The God particle, which gives shape and size to everything that exists, could cause a 'catastrophic vacuum delay' if scientists were to put it under extreme stress.

A disaster like this is very unlikely for the time being as physicists do not have a particle accelerator large enough create such an experiment, but Prof Hawking's comments have excited scientists, the Sunday Times reported.

The theoretical physicist wrote his thoughts on the Higgs boson in the preface to a new book, Starmus, a collection of lectures by scientists and astronomers including Neil Armstrong, Buzz Aldrin, Queen guitarist Brian May.


Prof Hawking wrote: 'The Higgs potential has the worrisome feature that it might become megastable at energies above 100bn giga-electron-volts (GeV).
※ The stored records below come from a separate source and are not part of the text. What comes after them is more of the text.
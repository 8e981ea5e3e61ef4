pub mod config;
pub mod error;
pub mod market;
pub mod metrics;
pub mod traits;
pub mod types;

pub use config::*;
pub use error::*;
pub use market::MarketSegment;
pub use traits::*;
pub use types::*;
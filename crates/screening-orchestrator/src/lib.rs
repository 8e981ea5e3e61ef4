pub mod exclusion;
pub mod pipeline;
pub mod recommendations;
pub mod report;
pub mod sbi_csv;
pub mod source;

pub use exclusion::ExclusionGate;
pub use pipeline::{rank_candidates, score_and_rank, RunOptions, ScreeningPipeline};
pub use recommendations::build_recommendations;
pub use report::{render_report, write_report};
pub use sbi_csv::{resolve_as_of, SbiCsvMarketData};
pub use source::market_data_source;
//! Valuation and quality metrics derived from financial summary filings.

use chrono::Datelike;
use screener_core::metrics;
use screener_core::MetricMap;
use std::collections::BTreeMap;

use crate::FinancialSummary;

/// Furthest fiscal-year gap used for the growth CAGRs
const CAGR_MAX_YEARS: i32 = 3;

fn fiscal_year(summary: &FinancialSummary) -> Option<i32> {
    summary
        .fiscal_year_end
        .or(summary.disclosed_date)
        .map(|d| d.year())
}

/// Latest full-year filing per fiscal year; later disclosures (restatements) win.
fn full_year_by_fiscal_year(summaries: &[FinancialSummary]) -> BTreeMap<i32, &FinancialSummary> {
    let mut ordered: Vec<&FinancialSummary> = summaries.iter().filter(|s| s.is_full_year()).collect();
    ordered.sort_by_key(|s| s.disclosed_date);

    let mut by_year = BTreeMap::new();
    for summary in ordered {
        if let Some(year) = fiscal_year(summary) {
            by_year.insert(year, summary);
        }
    }
    by_year
}

fn cagr(latest: f64, older: f64, years: i32) -> Option<f64> {
    if latest <= 0.0 || older <= 0.0 || years <= 0 {
        return None;
    }
    let growth = ((latest / older).powf(1.0 / f64::from(years)) - 1.0) * 100.0;
    growth.is_finite().then_some(growth)
}

fn insert_finite(map: &mut MetricMap, key: &str, value: Option<f64>) {
    if let Some(v) = value.filter(|v| v.is_finite()) {
        map.insert(key.to_string(), v);
    }
}

/// Statement-derived metrics for one ticker. `close` feeds the price multiples;
/// without it only price-independent metrics are produced.
pub fn derive_statement_metrics(summaries: &[FinancialSummary], close: Option<f64>) -> MetricMap {
    let mut out = MetricMap::new();
    let by_year = full_year_by_fiscal_year(summaries);

    let latest = match by_year.values().next_back() {
        Some(s) => *s,
        None => match summaries.iter().max_by_key(|s| s.disclosed_date) {
            Some(s) => s,
            None => return out,
        },
    };
    let close = close.filter(|c| *c > 0.0);

    if let Some(price) = close {
        insert_finite(&mut out, metrics::PER, latest.eps.filter(|e| *e > 0.0).map(|eps| price / eps));
        insert_finite(&mut out, metrics::PBR, latest.bps.filter(|b| *b > 0.0).map(|bps| price / bps));

        // Forecast dividends live on the newest filing, which may be a quarter
        let newest = summaries.iter().max_by_key(|s| s.disclosed_date).unwrap_or(latest);
        let dps = newest
            .forecast_dividend_annual
            .or(latest.dividend_annual)
            .filter(|d| *d >= 0.0);
        insert_finite(&mut out, metrics::DIVIDEND_YIELD, dps.map(|d| d / price * 100.0));

        let shares = latest
            .shares_outstanding
            .map(|s| s - latest.treasury_shares.unwrap_or(0.0))
            .filter(|s| *s > 0.0);
        insert_finite(&mut out, metrics::MARKET_CAP_JPY, shares.map(|s| s * price));
    }

    if let (Some(profit), Some(equity)) = (latest.profit, latest.equity.filter(|e| *e > 0.0)) {
        insert_finite(&mut out, metrics::ROE, Some(profit / equity * 100.0));
    }

    // Ratio is reported as a fraction by the API; older exports use percent
    let equity_ratio = latest
        .equity_ratio
        .map(|r| if r.abs() <= 1.0 { r * 100.0 } else { r })
        .or_else(|| match (latest.equity, latest.total_assets) {
            (Some(eq), Some(ta)) if ta > 0.0 => Some(eq / ta * 100.0),
            _ => None,
        });
    insert_finite(&mut out, metrics::EQUITY_RATIO, equity_ratio);

    if let Some(latest_year) = fiscal_year(latest) {
        let base = by_year
            .range((latest_year - CAGR_MAX_YEARS)..latest_year)
            .next()
            .map(|(year, s)| (latest_year - *year, *s));
        if let Some((years, older)) = base {
            if let (Some(now), Some(then)) = (latest.net_sales, older.net_sales) {
                insert_finite(&mut out, metrics::REVENUE_CAGR_3Y, cagr(now, then, years));
            }
            if let (Some(now), Some(then)) = (latest.operating_profit, older.operating_profit) {
                insert_finite(&mut out, metrics::OP_INCOME_CAGR_3Y, cagr(now, then, years));
            }
        }
    }

    out
}
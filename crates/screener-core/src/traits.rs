use async_trait::async_trait;
use chrono::NaiveDate;
use std::collections::HashMap;

use crate::{MetricMap, ScreeningError, UniverseRow};

/// Source of the screening universe and per-ticker metrics.
///
/// Sources may keep per-run caches, hence `&mut self`.
#[async_trait]
pub trait MarketDataSource: Send {
    /// Listed instruments that pass the configured market filter as of `as_of`
    async fn fetch_universe(&mut self, as_of: NaiveDate) -> Result<Vec<UniverseRow>, ScreeningError>;

    /// Price-snapshot and statement-derived metrics for each requested ticker.
    /// Tickers with no data at all may be missing from the result.
    async fn fetch_quant_metrics(
        &mut self,
        as_of: NaiveDate,
        tickers: &[String],
    ) -> Result<HashMap<String, MetricMap>, ScreeningError>;
}
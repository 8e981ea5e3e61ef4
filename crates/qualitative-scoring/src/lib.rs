//! Qualitative axis scoring from quantitative proxies.
//!
//! Every axis is scored on a 1-5 scale by averaging a few threshold lookups
//! over candidate metrics. Unknown metrics and unknown axes score the
//! midpoint instead of failing the run.

use screener_core::{AxisDefinition, Candidate, AXIS_SCORE_MAX};

pub mod rules;

pub use rules::{axis_rule, AxisRule, Lookup};

/// Score for a missing metric or an axis without a rule
pub const NEUTRAL_SCORE: f64 = 2.5;

pub const DEFAULT_SCALE_MAX: f64 = AXIS_SCORE_MAX;

pub struct QualitativeScoringEngine {
    scale_max: f64,
}

impl QualitativeScoringEngine {
    /// A scale below the axis ceiling is raised to it so totals never exceed the maximum.
    pub fn new(scale_max: f64) -> Self {
        if scale_max.is_nan() || scale_max < AXIS_SCORE_MAX {
            tracing::warn!("Qualitative scale_max {} is below {}, raising it", scale_max, AXIS_SCORE_MAX);
            return Self { scale_max: AXIS_SCORE_MAX };
        }
        Self { scale_max }
    }

    pub fn scale_max(&self) -> f64 {
        self.scale_max
    }

    /// 1-5 score for one axis; 2.5 when the axis has no rule
    pub fn axis_score(&self, candidate: &Candidate, axis_id: &str) -> f64 {
        match axis_rule(axis_id) {
            Some(rule) => rule.score(candidate),
            None => NEUTRAL_SCORE,
        }
    }

    /// Fill axis scores, weighted total, maximum and normalized score.
    ///
    /// Axes with a non-positive or non-finite weight are ignored.
    pub fn score_candidates(&self, candidates: &mut [Candidate], axes: &[AxisDefinition]) {
        let active: Vec<&AxisDefinition> = axes.iter().filter(|a| a.is_active()).collect();
        if active.len() < axes.len() {
            tracing::debug!("Dropped {} axes with non-positive weight", axes.len() - active.len());
        }
        for axis in &active {
            if axis_rule(&axis.id).is_none() {
                tracing::warn!("No scoring rule for axis '{}', using neutral score", axis.id);
            }
        }

        let max_total: f64 = active.iter().map(|a| a.weight * self.scale_max).sum();

        for candidate in candidates.iter_mut() {
            candidate.qualitative_scores.clear();
            let mut total = 0.0;
            for axis in &active {
                let score = self.axis_score(candidate, &axis.id);
                candidate.qualitative_scores.insert(axis.id.clone(), score);
                total += axis.weight * score;
            }

            candidate.qualitative_score_total = total;
            candidate.qualitative_score_max = max_total;
            candidate.qualitative_score_normalized = normalize(total, max_total);
        }
    }
}

impl Default for QualitativeScoringEngine {
    fn default() -> Self {
        Self::new(DEFAULT_SCALE_MAX)
    }
}

/// `100 * total / max` clamped to [0, 100]; 0 when there is no maximum.
pub fn normalize(total: f64, max_total: f64) -> f64 {
    if max_total <= 0.0 || !max_total.is_finite() {
        return 0.0;
    }
    (100.0 * total / max_total).clamp(0.0, 100.0)
}

/// Axis ids in report order
pub const PREFERRED_AXIS_ORDER: [&str; 5] = [
    rules::TEMPORARY_LAG_FACTOR,
    rules::GROWTH_DRIVER_CONFIDENCE,
    rules::MANAGEMENT_AND_CAPITAL_POLICY,
    rules::COMPETITIVE_ADVANTAGE,
    rules::RISK_RESILIENCE,
];

/// Metrics any named rule reads; used to report data gaps
pub fn proxy_metrics(axis_id: &str) -> Vec<&'static str> {
    axis_rule(axis_id)
        .map(|rule| rule.lookups.iter().map(|l| l.metric()).collect())
        .unwrap_or_default()
}

/// Metrics the rules consume, deduplicated, in first-use order
pub fn all_proxy_metrics() -> Vec<&'static str> {
    let mut out: Vec<&'static str> = Vec::new();
    for axis in PREFERRED_AXIS_ORDER {
        for metric in proxy_metrics(axis) {
            if !out.contains(&metric) {
                out.push(metric);
            }
        }
    }
    out
}

#[cfg(test)]
mod tests {
    use super::*;
    use approx::assert_relative_eq;

    fn strong() -> Candidate {
        Candidate::new("7203", "Toyota", "輸送用機器")
            .with_metric("per", 8.0)
            .with_metric("pbr", 0.7)
            .with_metric("roe", 16.0)
            .with_metric("revenue_cagr_3y", 15.0)
            .with_metric("op_income_cagr_3y", 25.0)
            .with_metric("dividend_yield", 4.5)
            .with_metric("equity_ratio", 65.0)
            .with_metric("net_de_ratio", -10.0)
            .with_metric("avg_turnover_20d", 2.0e10)
    }

    fn default_axes() -> Vec<AxisDefinition> {
        PREFERRED_AXIS_ORDER.iter().map(|id| AxisDefinition::new(id, 1.0)).collect()
    }

    #[test]
    fn test_missing_metrics_score_midpoint() {
        let mut cands = vec![Candidate::new("1301", "Empty", "水産")];
        QualitativeScoringEngine::default().score_candidates(&mut cands, &default_axes());

        for score in cands[0].qualitative_scores.values() {
            assert_relative_eq!(*score, NEUTRAL_SCORE);
        }
        assert_relative_eq!(cands[0].qualitative_score_total, 12.5);
        assert_relative_eq!(cands[0].qualitative_score_max, 25.0);
        assert_relative_eq!(cands[0].qualitative_score_normalized, 50.0);
    }

    #[test]
    fn test_unknown_axis_is_neutral() {
        let engine = QualitativeScoringEngine::default();
        assert_relative_eq!(engine.axis_score(&strong(), "moat_from_vibes"), NEUTRAL_SCORE);
    }

    #[test]
    fn test_temporary_lag_factor_mixes_directions() {
        let engine = QualitativeScoringEngine::default();
        // per 8 -> 5, pbr 0.7 -> 5, roe 16 -> 5
        assert_relative_eq!(engine.axis_score(&strong(), "temporary_lag_factor"), 5.0);

        let c = Candidate::new("9999", "n", "s")
            .with_metric("per", 18.0)
            .with_metric("pbr", 3.0)
            .with_metric("roe", 9.0);
        // per 18 -> 3, pbr 3.0 -> 1, roe 9 -> 3
        assert_relative_eq!(engine.axis_score(&c, "temporary_lag_factor"), 7.0 / 3.0, epsilon = 1e-12);
    }

    #[test]
    fn test_weighted_total_and_normalized() {
        let mut cands = vec![strong()];
        QualitativeScoringEngine::default().score_candidates(&mut cands, &default_axes());

        // A cheap pbr counts against competitive advantage: 5 + 5 + 1
        assert_relative_eq!(cands[0].qualitative_scores["competitive_advantage"], 11.0 / 3.0, epsilon = 1e-12);
        let expected = 20.0 + 11.0 / 3.0;
        assert_relative_eq!(cands[0].qualitative_score_total, expected, epsilon = 1e-12);
        assert_relative_eq!(cands[0].qualitative_score_normalized, expected * 4.0, epsilon = 1e-9);
    }

    #[test]
    fn test_weights_and_dropped_axes() {
        let axes = vec![
            AxisDefinition::new("temporary_lag_factor", 2.0),
            AxisDefinition::new("risk_resilience", 0.0),
            AxisDefinition::new("competitive_advantage", -1.0),
        ];
        let mut cands = vec![strong()];
        QualitativeScoringEngine::default().score_candidates(&mut cands, &axes);

        assert_eq!(cands[0].qualitative_scores.len(), 1);
        assert_relative_eq!(cands[0].qualitative_score_total, 10.0);
        assert_relative_eq!(cands[0].qualitative_score_max, 10.0);
    }

    #[test]
    fn test_normalized_within_bounds() {
        let candidates = vec![
            strong(),
            Candidate::new("1", "n", "s"),
            Candidate::new("2", "n", "s")
                .with_metric("per", 100.0)
                .with_metric("pbr", 9.0)
                .with_metric("roe", -5.0)
                .with_metric("equity_ratio", 5.0),
        ];
        for scale_max in [1.0, 3.0, 5.0, 10.0] {
            let mut cands = candidates.clone();
            QualitativeScoringEngine::new(scale_max).score_candidates(&mut cands, &default_axes());
            for c in &cands {
                assert!((0.0..=100.0).contains(&c.qualitative_score_normalized));
                for score in c.qualitative_scores.values() {
                    assert!((1.0..=5.0).contains(score));
                }
                assert!(c.qualitative_score_total <= c.qualitative_score_max);
            }
        }
    }

    #[test]
    fn test_no_axes_normalizes_to_zero() {
        let mut cands = vec![strong()];
        QualitativeScoringEngine::default().score_candidates(&mut cands, &[]);
        assert_eq!(cands[0].qualitative_score_max, 0.0);
        assert_eq!(cands[0].qualitative_score_normalized, 0.0);
        assert_eq!(normalize(5.0, 0.0), 0.0);
        assert_eq!(normalize(50.0, 10.0), 100.0);
    }

    #[test]
    fn test_proxy_metrics_listing() {
        assert_eq!(proxy_metrics("temporary_lag_factor"), vec!["per", "pbr", "roe"]);
        assert!(proxy_metrics("unknown").is_empty());
        let all = all_proxy_metrics();
        assert!(all.contains(&"avg_turnover_20d"));
        assert_eq!(all.iter().filter(|m| **m == "roe").count(), 1);
    }

    #[test]
    fn test_narrow_scale_keeps_total_under_max() {
        let engine = QualitativeScoringEngine::new(3.0);
        assert_relative_eq!(engine.scale_max(), AXIS_SCORE_MAX);

        let mut cands = vec![Candidate::new("7203", "n", "s")
            .with_metric("per", 5.0)
            .with_metric("pbr", 0.5)
            .with_metric("roe", 20.0)];
        engine.score_candidates(&mut cands, &[AxisDefinition::new("temporary_lag_factor", 1.0)]);

        assert_relative_eq!(cands[0].qualitative_score_total, 5.0);
        assert_relative_eq!(cands[0].qualitative_score_max, 5.0);
        assert!(cands[0].qualitative_score_total <= cands[0].qualitative_score_max);
        assert_relative_eq!(cands[0].qualitative_score_normalized, 100.0);
    }

    #[test]
    fn test_wide_scale_is_kept() {
        let mut cands = vec![strong()];
        let engine = QualitativeScoringEngine::new(10.0);
        engine.score_candidates(&mut cands, &[AxisDefinition::new("temporary_lag_factor", 1.0)]);
        assert_relative_eq!(cands[0].qualitative_score_max, 10.0);
        assert_relative_eq!(cands[0].qualitative_score_normalized, 50.0);
    }
}
use screener_core::Candidate;
use std::cmp::Ordering;

/// Fewest peers (and fewest valued peers) for a meaningful rank
pub const MIN_PEERS: usize = 3;

#[derive(Debug, Clone, Copy, PartialEq, Eq)]
pub struct PeerRank {
    /// 1-based, best first
    pub rank: usize,
    pub peer_count: usize,
    pub bucket: usize,
}

impl PeerRank {
    pub fn is_strength(&self) -> bool {
        self.rank <= self.bucket
    }

    pub fn is_weakness(&self) -> bool {
        self.rank > self.peer_count.saturating_sub(self.bucket)
    }
}

/// Rank `candidate` on `metric` against its sector, or the whole pool when
/// the sector has fewer than [`MIN_PEERS`] members.
///
/// `pool` is expected to contain the candidate itself, matched by ticker.
pub fn metric_peer_rank(
    candidate: &Candidate,
    pool: &[Candidate],
    metric: &str,
    higher_is_better: bool,
) -> Option<PeerRank> {
    let own = candidate.metric(metric)?;

    let sector_peers: Vec<&Candidate> = pool.iter().filter(|c| c.sector == candidate.sector).collect();
    let peers: Vec<&Candidate> = if sector_peers.len() >= MIN_PEERS {
        sector_peers
    } else {
        pool.iter().collect()
    };

    let mut valued: Vec<(&str, f64)> = peers
        .iter()
        .filter_map(|c| c.metric(metric).map(|v| (c.ticker.as_str(), v)))
        .collect();
    if valued.len() < MIN_PEERS {
        return None;
    }

    valued.sort_by(|a, b| {
        let ord = a.1.partial_cmp(&b.1).unwrap_or(Ordering::Equal);
        if higher_is_better {
            ord.reverse()
        } else {
            ord
        }
    });

    let position = valued
        .iter()
        .position(|(ticker, _)| *ticker == candidate.ticker)
        // Candidate outside the pool: slot it after any equal values
        .unwrap_or_else(|| {
            valued
                .iter()
                .take_while(|(_, v)| if higher_is_better { *v >= own } else { *v <= own })
                .count()
        });

    let peer_count = valued.len();
    Some(PeerRank {
        rank: position + 1,
        peer_count,
        bucket: peer_count.div_ceil(3).max(1),
    })
}
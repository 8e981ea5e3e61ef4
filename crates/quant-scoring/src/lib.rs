//! Cross-sectional percentile scoring of quantitative metrics.
//!
//! Metrics split into two independent tracks: "price-now" (multiples that
//! move with the share price) and "fundamentals-base" (everything else).
//! Each track is averaged on its own; the overall score averages the tracks
//! that produced a positive score.

use screener_core::metrics::is_price_now_metric;
use screener_core::{Candidate, MetricDefinition};
use std::cmp::Ordering;
use std::collections::HashMap;

pub mod peers;

pub use peers::{metric_peer_rank, PeerRank, MIN_PEERS};

/// Percentile score per candidate index for one metric
pub type MetricScores = HashMap<usize, f64>;

pub struct QuantScoringEngine;

impl QuantScoringEngine {
    pub fn new() -> Self {
        Self
    }

    /// Fill the three quantitative score fields on every candidate.
    pub fn score_candidates(&self, candidates: &mut [Candidate], metrics: &[MetricDefinition]) {
        if candidates.is_empty() || metrics.is_empty() {
            return;
        }

        let (price_defs, fundamental_defs): (Vec<&MetricDefinition>, Vec<&MetricDefinition>) =
            metrics.iter().partition(|m| is_price_now_metric(&m.id));

        let price_scores = score_by_metrics(candidates, &price_defs);
        let fundamental_scores = score_by_metrics(candidates, &fundamental_defs);

        for (idx, candidate) in candidates.iter_mut().enumerate() {
            let price_now = average(price_scores.iter().filter_map(|m| m.get(&idx).copied()));
            let fundamentals = average(fundamental_scores.iter().filter_map(|m| m.get(&idx).copied()));

            candidate.quantitative_score_price_now = price_now;
            candidate.quantitative_score_fundamentals_base = fundamentals;
            // A zero track means "nothing scorable", not a real zero
            candidate.quantitative_score = average([price_now, fundamentals].into_iter().filter(|s| *s > 0.0));
        }

        tracing::debug!(
            "Scored {} candidates on {} price-now and {} fundamentals metrics",
            candidates.len(),
            price_defs.len(),
            fundamental_defs.len()
        );
    }
}

impl Default for QuantScoringEngine {
    fn default() -> Self {
        Self::new()
    }
}

/// One score map per metric that at least one candidate has a value for.
fn score_by_metrics(candidates: &[Candidate], defs: &[&MetricDefinition]) -> Vec<MetricScores> {
    defs.iter()
        .filter(|def| !def.id.is_empty())
        .filter_map(|def| {
            let values: Vec<(usize, f64)> = candidates
                .iter()
                .enumerate()
                .filter_map(|(idx, c)| c.metric(&def.id).map(|v| (idx, v)))
                .collect();
            if values.is_empty() {
                None
            } else {
                Some(rank_scores(&values, def.better.higher_is_better()))
            }
        })
        .collect()
}

/// `100 * (1 - rank / (n - 1))` with rank 0 the best value; a lone value scores 100.
///
/// The sort is stable, so equal values keep their input order.
pub fn rank_scores(values: &[(usize, f64)], higher_is_better: bool) -> MetricScores {
    let mut sorted = values.to_vec();
    sorted.sort_by(|a, b| {
        let ord = a.1.partial_cmp(&b.1).unwrap_or(Ordering::Equal);
        if higher_is_better {
            ord.reverse()
        } else {
            ord
        }
    });

    let n = sorted.len();
    if n == 1 {
        return HashMap::from([(sorted[0].0, 100.0)]);
    }

    sorted
        .iter()
        .enumerate()
        .map(|(rank, (idx, _))| {
            let percentile = 1.0 - rank as f64 / (n - 1) as f64;
            (*idx, percentile * 100.0)
        })
        .collect()
}

fn average(values: impl IntoIterator<Item = f64>) -> f64 {
    let (sum, count) = values
        .into_iter()
        .fold((0.0, 0usize), |(sum, count), v| (sum + v, count + 1));
    if count == 0 {
        0.0
    } else {
        sum / count as f64
    }
}
use chrono::{Local, NaiveDate};
use clap::Parser;
use std::path::PathBuf;

#[derive(Parser, Debug)]
#[command(name = "screener", version, about = "Score and rank a listed-equity universe")]
pub struct Cli {
    /// Strategy YAML
    #[arg(long, env = "SCREENER_CONFIG")]
    pub config: PathBuf,

    /// Reference date (YYYY-MM-DD), defaults to today
    #[arg(long, conflicts_with = "as_of_from")]
    pub as_of: Option<NaiveDate>,

    /// Take the as-of date from the newest CSV under this directory
    #[arg(long, value_name = "DIR")]
    pub as_of_from: Option<PathBuf>,

    /// Report directory
    #[arg(long, default_value = "reports")]
    pub output: PathBuf,

    /// Load and summarize the strategy without fetching data
    #[arg(long)]
    pub dry_run: bool,

    /// Shortlist size, overrides quantitative.top_n_candidates
    #[arg(long)]
    pub top_n: Option<usize>,

    /// Recommendation count, overrides deep_dive.top_k
    #[arg(long)]
    pub top_k: Option<usize>,
}

impl Cli {
    pub fn explicit_or_today(&self) -> NaiveDate {
        self.as_of.unwrap_or_else(|| Local::now().date_naive())
    }
}
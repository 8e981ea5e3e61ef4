use serde::{Deserialize, Serialize};
use std::collections::BTreeMap;

/// Metric id -> value. A missing key means "unknown", never zero.
pub type MetricMap = BTreeMap<String, f64>;

/// One listed instrument in the screening universe
#[derive(Debug, Clone, PartialEq, Serialize, Deserialize)]
pub struct UniverseRow {
    pub ticker: String,
    pub company_name: String,
    pub sector: String,
}

/// Latest close and trailing average turnover for a ticker as of a date
#[derive(Debug, Clone, Default, PartialEq, Serialize, Deserialize)]
pub struct PriceSnapshot {
    pub latest_close: Option<f64>,
    pub avg_turnover: Option<f64>,
    /// Number of trading observations that went into `avg_turnover`
    pub observations: u32,
}

/// Which direction of a metric is favourable
#[derive(Debug, Clone, Copy, Default, PartialEq, Eq, Serialize, Deserialize)]
#[serde(rename_all = "lowercase")]
pub enum Better {
    #[default]
    Higher,
    Lower,
}

impl Better {
    pub fn higher_is_better(&self) -> bool {
        matches!(self, Better::Higher)
    }
}

/// Quantitative metric definition from the strategy file
#[derive(Debug, Clone, PartialEq, Serialize, Deserialize)]
pub struct MetricDefinition {
    pub id: String,
    #[serde(default)]
    pub better: Better,
}

impl MetricDefinition {
    pub fn new(id: &str, better: Better) -> Self {
        Self {
            id: id.to_string(),
            better,
        }
    }
}

/// Qualitative axis and its weight
#[derive(Debug, Clone, PartialEq, Serialize, Deserialize)]
pub struct AxisDefinition {
    pub id: String,
    #[serde(default = "default_axis_weight")]
    pub weight: f64,
}

fn default_axis_weight() -> f64 {
    1.0
}

impl AxisDefinition {
    pub fn new(id: &str, weight: f64) -> Self {
        Self {
            id: id.to_string(),
            weight,
        }
    }

    /// Axes with a zero, negative or non-finite weight take no part in scoring.
    pub fn is_active(&self) -> bool {
        self.weight.is_finite() && self.weight > 0.0
    }
}

/// A universe member flowing through the scoring stages
#[derive(Debug, Clone, Serialize, Deserialize)]
pub struct Candidate {
    pub ticker: String,
    pub company_name: String,
    pub sector: String,
    pub metrics: MetricMap,
    pub quantitative_score: f64,
    pub quantitative_score_price_now: f64,
    pub quantitative_score_fundamentals_base: f64,
    /// Axis id -> 1..5 score
    pub qualitative_scores: BTreeMap<String, f64>,
    pub qualitative_score_total: f64,
    pub qualitative_score_max: f64,
    pub qualitative_score_normalized: f64,
    pub composite_score: f64,
    pub excluded: bool,
    pub exclusion_reasons: Vec<String>,
}

impl Candidate {
    pub fn new(ticker: &str, company_name: &str, sector: &str) -> Self {
        Self {
            ticker: ticker.to_string(),
            company_name: company_name.to_string(),
            sector: sector.to_string(),
            metrics: MetricMap::new(),
            quantitative_score: 0.0,
            quantitative_score_price_now: 0.0,
            quantitative_score_fundamentals_base: 0.0,
            qualitative_scores: BTreeMap::new(),
            qualitative_score_total: 0.0,
            qualitative_score_max: 25.0,
            qualitative_score_normalized: 0.0,
            composite_score: 0.0,
            excluded: false,
            exclusion_reasons: Vec::new(),
        }
    }

    /// Builder-style helper used heavily by scoring tests
    pub fn with_metric(mut self, id: &str, value: f64) -> Self {
        if value.is_finite() {
            self.metrics.insert(id.to_string(), value);
        }
        self
    }

    /// Numeric value for a metric, if known
    pub fn metric(&self, id: &str) -> Option<f64> {
        self.metrics.get(id).copied().filter(|v| v.is_finite())
    }
}

impl From<&UniverseRow> for Candidate {
    fn from(row: &UniverseRow) -> Self {
        Candidate::new(&row.ticker, &row.company_name, &row.sector)
    }
}

/// Deep-dive output for one shortlisted candidate
#[derive(Debug, Clone, Default, Serialize, Deserialize)]
pub struct Recommendation {
    pub ticker: String,
    pub decision: String,
    pub reasons: Vec<String>,
    pub risks: Vec<String>,
    pub assumptions: Vec<String>,
    pub peer_strengths: Vec<String>,
    pub peer_weaknesses: Vec<String>,
    pub reevaluation_triggers: Vec<String>,
}

/// Output of one screening run
#[derive(Debug, Clone, Default, Serialize, Deserialize)]
pub struct PipelineResult {
    pub candidates: Vec<Candidate>,
    pub top_recommendations: Vec<Recommendation>,
}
'This could mean that the universe could undergo catastrophic vacuum decay, with a bubble of the true vacuum expanding at the speed of light.
'This could happen at any time and we wouldn't see it coming.'

The professor did add sarcastically, however, that such an event is unlikely in the near future.
He said: 'A particle accelerator that reaches 100bn GeV would be larger than Earth, and is unlikely to be funded in the present economic climate.'

Professor John Ellis, a theoretical physicist at Cern, said: 'One thing should be made clear. The discovery of the Higgs boson at the Large Hadron Collider (LHC) did not cause this problem, and collisions at the LHC could not trigger the instability, because their energies are far too low.'
Particle accelerators make subatomic particles travel at greater and greater speeds as they are pumped with more energy before smashing them together.

Scientists do this to try and spot tiny fragments of particles which fly off, and it is how the Higgs boson was discovered at the Cern LHC in Switzerland in 2012.
In that experiment, physicists noticed unexpected debris from the collisions that fitted with what British scientist Peter Higgs had predicted in the early 1960s.

The Higgs boson particle is thought to be part of the mechanism that gives matter its mass, but scientists do not fully understand it yet.